Does anyone have any advice for someone who has inner feelings of rage? I don't know how to explain how I feel. It's just this feeling of inadequacy of sorts I guess. Or laziness. I don't want anyone at my door because I don't want to have to be "on".
My teenager is not doing well in 7th grade, I am not getting along with family and some of my in-laws, I am sick of dealing with teachers and I also don't want to have to deal with other kids' parents. I know this sounds crazy. I'm a good person, really. But lately I've been feeling so resentful of everything around me I can't stand it. I don't want to hurt myself and I will not hurt anybody. It's not that kind of rage. I guess I just don't want to be bothered by anybody but then I feel lonely. Then I get resentful and it's my own fault!

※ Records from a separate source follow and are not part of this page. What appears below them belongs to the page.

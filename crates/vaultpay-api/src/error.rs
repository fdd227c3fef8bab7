//! API error handling
//!
//! Every failure is rendered as `{"error": "<message>"}` with a fixed status.
//! Messages never carry internal details; those go to the log.

use axum::{
    http::{header, HeaderValue, StatusCode},
    response::{IntoResponse, Response},
    Json,
};
use serde::{Deserialize, Serialize};
use thiserror::Error;
use vaultpay_auth::AuthError;
use vaultpay_ledger::LedgerError;

/// API result type
pub type ApiResult<T> = Result<T, ApiError>;

#[derive(Debug, Error)]
pub enum ApiError {
    #[error("Method not allowed")]
    MethodNotAllowed,

    #[error("Not found")]
    NotFound,

    /// Body could not be parsed as a form
    #[error("Bad request")]
    BadRequest,

    #[error("Missing required parameters")]
    MissingParameters,

    #[error("Invalid money value")]
    InvalidMoneyValue,

    #[error("Authorization header is missing or format is incorrect")]
    MissingAuthorization,

    /// A handler panicked
    #[error("Internal server error")]
    Internal,

    #[error(transparent)]
    Auth(#[from] AuthError),

    #[error(transparent)]
    Ledger(#[from] LedgerError),
}

impl ApiError {
    /// Get the HTTP status code
    pub fn status_code(&self) -> StatusCode {
        match self {
            Self::MethodNotAllowed => StatusCode::METHOD_NOT_ALLOWED,
            Self::NotFound => StatusCode::NOT_FOUND,
            Self::BadRequest | Self::MissingParameters | Self::InvalidMoneyValue => StatusCode::BAD_REQUEST,
            Self::MissingAuthorization => StatusCode::UNAUTHORIZED,
            Self::Internal => StatusCode::INTERNAL_SERVER_ERROR,
            Self::Auth(e) => to_status(e.status_code()),
            Self::Ledger(e) => to_status(e.status_code()),
        }
    }

    /// Message returned to the client
    pub fn client_message(&self) -> String {
        match self {
            Self::Auth(e) => e.client_message(),
            Self::Ledger(e) => e.client_message(),
            other => other.to_string(),
        }
    }
}

fn to_status(code: u16) -> StatusCode {
    StatusCode::from_u16(code).unwrap_or(StatusCode::INTERNAL_SERVER_ERROR)
}

/// Error body
#[derive(Debug, Clone, Serialize, Deserialize)]
pub struct ErrorResponse {
    pub error: String,
}

impl IntoResponse for ApiError {
    fn into_response(self) -> Response {
        let status = self.status_code();

        if status.is_server_error() {
            tracing::error!(status = status.as_u16(), error = %self, "Request failed");
        } else {
            tracing::debug!(status = status.as_u16(), error = %self, "Request rejected");
        }

        let retry_after = match &self {
            Self::Auth(AuthError::RateLimitExceeded { retry_after }) => Some(*retry_after),
            _ => None,
        };

        let body = ErrorResponse {
            error: self.client_message(),
        };
        let mut response = (status, Json(body)).into_response();
        if let Some(secs) = retry_after {
            response.headers_mut().insert(header::RETRY_AFTER, HeaderValue::from(secs));
        }
        response
    }
}

#[cfg(test)]
mod tests {
    use super::*;

    #[test]
    fn test_ledger_statuses_and_messages() {
        let cases = [
            (LedgerError::NotEnoughMoney, 401, "Not enough money on the card"),
            (LedgerError::InvalidCardCredentials, 401, "Invalid card credentials"),
            (LedgerError::Expired, 401, "Invalid user credentials"),
            (LedgerError::InvalidAmount(-1), 400, "Invalid money value"),
            (LedgerError::Timeout("store"), 500, "Internal server error"),
        ];
        for (err, status, message) in cases {
            let err = ApiError::from(err);
            assert_eq!(err.status_code().as_u16(), status);
            assert_eq!(err.client_message(), message);
        }
    }

    #[test]
    fn test_auth_internal_error_is_hidden() {
        let err = ApiError::from(AuthError::Store("password=hunter2".to_string()));
        assert_eq!(err.status_code(), StatusCode::INTERNAL_SERVER_ERROR);
        assert_eq!(err.client_message(), "Internal server error");
    }

    #[test]
    fn test_request_errors() {
        assert_eq!(ApiError::MethodNotAllowed.status_code(), StatusCode::METHOD_NOT_ALLOWED);
        assert_eq!(ApiError::MissingParameters.client_message(), "Missing required parameters");
        assert_eq!(ApiError::InvalidMoneyValue.status_code(), StatusCode::BAD_REQUEST);
        assert_eq!(ApiError::MissingAuthorization.status_code(), StatusCode::UNAUTHORIZED);
        assert_eq!(ApiError::Internal.client_message(), "Internal server error");
    }

    #[test]
    fn test_rate_limit_sets_retry_after() {
        let response = ApiError::from(AuthError::RateLimitExceeded { retry_after: 3 }).into_response();
        assert_eq!(response.status(), StatusCode::TOO_MANY_REQUESTS);
        assert_eq!(response.headers()[header::RETRY_AFTER], "3");
    }
}
//! Authentication types

use chrono::{DateTime, TimeZone, Utc};
use serde::{Deserialize, Serialize};
use uuid::Uuid;

/// Access token / refresh token pair returned at login
#[derive(Debug, Clone, Serialize, Deserialize)]
pub struct TokenPair {
    /// Signed access token
    pub access_token: String,
    /// Opaque refresh token
    pub refresh_token: String,
    /// Token type (always "Bearer")
    pub token_type: String,
    /// Access token expiry (Unix timestamp)
    pub expires_at: i64,
    /// Refresh token expiry (Unix timestamp)
    #[serde(skip_serializing)]
    pub refresh_expires_at: i64,
}

impl TokenPair {
    pub fn new(
        access_token: String,
        refresh_token: String,
        expires_at: i64,
        refresh_expires_at: i64,
    ) -> Self {
        Self {
            access_token,
            refresh_token,
            token_type: "Bearer".to_string(),
            expires_at,
            refresh_expires_at,
        }
    }
}

/// Claims carried in the access token payload
#[derive(Debug, Clone, PartialEq, Eq, Serialize, Deserialize)]
pub struct TokenClaims {
    /// Subject identity (the account email for locally issued tokens)
    #[serde(rename = "sub", alias = "email")]
    pub subject: String,
    /// Expiry (Unix timestamp, seconds)
    pub exp: i64,
    /// Issued at (Unix timestamp, seconds)
    #[serde(default)]
    pub iat: i64,
}

impl TokenClaims {
    pub fn expires_at(&self) -> DateTime<Utc> {
        Utc.timestamp_opt(self.exp, 0)
            .single()
            .unwrap_or(DateTime::<Utc>::MIN_UTC)
    }

    /// Expired at or after `exp`
    pub fn is_expired_at(&self, now: DateTime<Utc>) -> bool {
        now.timestamp() >= self.exp
    }
}

/// Access token issued through the client-credentials grant
#[derive(Debug, Clone, Serialize, Deserialize)]
pub struct ClientToken {
    pub access_token: String,
    /// Seconds until the token expires
    pub expires_in: i64,
    pub token_type: String,
}

/// Cache entry for a resolved access token
#[derive(Debug, Clone)]
pub struct CachedTokenEntry {
    pub token: String,
    pub claims: TokenClaims,
    pub expires_at: DateTime<Utc>,
}

/// Stored refresh token with the owning account
#[derive(Debug, Clone)]
pub struct RefreshTokenRecord {
    pub account_id: Uuid,
    pub email: String,
    pub refresh_token: String,
    pub expires_at: DateTime<Utc>,
}

impl RefreshTokenRecord {
    pub fn is_expired_at(&self, now: DateTime<Utc>) -> bool {
        now >= self.expires_at
    }
}

impl From<vaultpay_db::DbRefreshToken> for RefreshTokenRecord {
    fn from(row: vaultpay_db::DbRefreshToken) -> Self {
        Self {
            account_id: row.user_id,
            email: row.email,
            refresh_token: row.refresh_token,
            expires_at: row.expires_at,
        }
    }
}

#[cfg(test)]
mod tests {
    use super::*;

    #[test]
    fn test_token_pair_is_bearer() {
        let pair = TokenPair::new("a".into(), "r".into(), 10, 20);
        assert_eq!(pair.token_type, "Bearer");
        let json = serde_json::to_value(&pair).unwrap();
        assert_eq!(json["token_type"], "Bearer");
        assert!(json.get("refresh_expires_at").is_none());
    }

    #[test]
    fn test_claims_accept_legacy_email_key() {
        let claims: TokenClaims =
            serde_json::from_str(r#"{"email":"a@b.c","exp":100}"#).unwrap();
        assert_eq!(claims.subject, "a@b.c");
        assert_eq!(claims.iat, 0);
    }

    #[test]
    fn test_claims_expiry_is_inclusive() {
        let claims = TokenClaims { subject: "s".into(), exp: 1_000, iat: 0 };
        assert!(!claims.is_expired_at(Utc.timestamp_opt(999, 0).unwrap()));
        assert!(claims.is_expired_at(Utc.timestamp_opt(1_000, 0).unwrap()));
    }
}
//! Balance and transaction repository

use sqlx::{PgPool, Postgres, Transaction};

use crate::{DbAccount, DbError, DbResult, DbTransaction, TransactionKind};

/// Balance repository. Every mutation writes the balance change and its
/// transaction record inside one database transaction.
#[derive(Clone)]
pub struct BalanceRepo {
    pool: PgPool,
}

impl BalanceRepo {
    pub fn new(pool: PgPool) -> Self {
        Self { pool }
    }

    /// Find the account row for a subject key
    pub async fn find_account(&self, subject_key: &str) -> DbResult<Option<DbAccount>> {
        let account = sqlx::query_as::<_, DbAccount>(
            "SELECT subject_key, balance, updated_at FROM accounts WHERE subject_key = $1"
        )
        .bind(subject_key)
        .fetch_optional(&self.pool)
        .await?;

        Ok(account)
    }

    /// Current balance; a missing account reads as zero
    pub async fn get_balance(&self, subject_key: &str) -> DbResult<i64> {
        Ok(self
            .find_account(subject_key)
            .await?
            .map(|a| a.balance)
            .unwrap_or(0))
    }

    /// Credit the account, creating it on first deposit
    pub async fn deposit(&self, subject_key: &str, amount: i64) -> DbResult<DbAccount> {
        if amount <= 0 {
            return Err(DbError::InvalidInput("Deposit amount must be positive".to_string()));
        }

        let mut tx = self.pool.begin().await?;

        let account = sqlx::query_as::<_, DbAccount>(
            r#"
            INSERT INTO accounts (subject_key, balance)
            VALUES ($1, $2)
            ON CONFLICT (subject_key)
            DO UPDATE SET balance = accounts.balance + $2, updated_at = NOW()
            RETURNING subject_key, balance, updated_at
            "#
        )
        .bind(subject_key)
        .bind(amount)
        .fetch_one(&mut *tx)
        .await?;

        Self::insert_record(&mut tx, subject_key, amount, TransactionKind::Deposit).await?;

        tx.commit().await?;

        Ok(account)
    }

    /// Debit the account if and only if the balance covers `amount`.
    ///
    /// Returns `None` when the conditional update matched no row, either
    /// because the account is missing or the balance is too low. Nothing is
    /// recorded in that case.
    pub async fn withdraw(&self, subject_key: &str, amount: i64) -> DbResult<Option<DbAccount>> {
        if amount <= 0 {
            return Err(DbError::InvalidInput("Withdrawal amount must be positive".to_string()));
        }

        let mut tx = self.pool.begin().await?;

        let account = sqlx::query_as::<_, DbAccount>(
            r#"
            UPDATE accounts
            SET balance = balance - $2, updated_at = NOW()
            WHERE subject_key = $1 AND balance >= $2
            RETURNING subject_key, balance, updated_at
            "#
        )
        .bind(subject_key)
        .bind(amount)
        .fetch_optional(&mut *tx)
        .await?;

        let Some(account) = account else {
            tx.rollback().await?;
            return Ok(None);
        };

        Self::insert_record(&mut tx, subject_key, amount, TransactionKind::Withdrawal).await?;

        tx.commit().await?;

        Ok(Some(account))
    }

    /// Most recent transactions for a subject, newest first
    pub async fn list_transactions(&self, subject_key: &str, limit: i64) -> DbResult<Vec<DbTransaction>> {
        let records = sqlx::query_as::<_, DbTransaction>(
            r#"
            SELECT id, subject_key, amount, type, created_at
            FROM transactions
            WHERE subject_key = $1
            ORDER BY created_at DESC
            LIMIT $2
            "#
        )
        .bind(subject_key)
        .bind(limit)
        .fetch_all(&self.pool)
        .await?;

        Ok(records)
    }

    async fn insert_record(
        tx: &mut Transaction<'_, Postgres>,
        subject_key: &str,
        amount: i64,
        kind: TransactionKind,
    ) -> DbResult<DbTransaction> {
        let record = sqlx::query_as::<_, DbTransaction>(
            r#"
            INSERT INTO transactions (subject_key, amount, type)
            VALUES ($1, $2, $3)
            RETURNING id, subject_key, amount, type, created_at
            "#
        )
        .bind(subject_key)
        .bind(amount)
        .bind(kind.as_str())
        .fetch_one(&mut **tx)
        .await?;

        Ok(record)
    }
}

My relationship with my husband is fine and I can express how I feel to him. It could be my hormones. I had a friend over the other day and we laughed our silly heads off. But I swore a lot and got a lot of bad words out. She thinks it might be hormonal. I don't know. It doesn't seem to be passing. I can hide it when I have to. I looked up some articles online but they all pertained to teenagers. I'm in my forties!
I can function. I love crafty projects. I'm currently looking for work with no success, unfortunately, so trying to make the best of being at home. I can get a meal on the table and get laundry done so that's something. lol
Does anyone know of a good web site that might give me some coping skills or advice? I can't afford therapy every week and I don't want meds (I'm allergic to so many meds, I try to stay off even my asthma meds).
I think if I understood why I am feeling this way that I could cope better.
I would love some advice or if someone wanted to share if they're feeling the same way.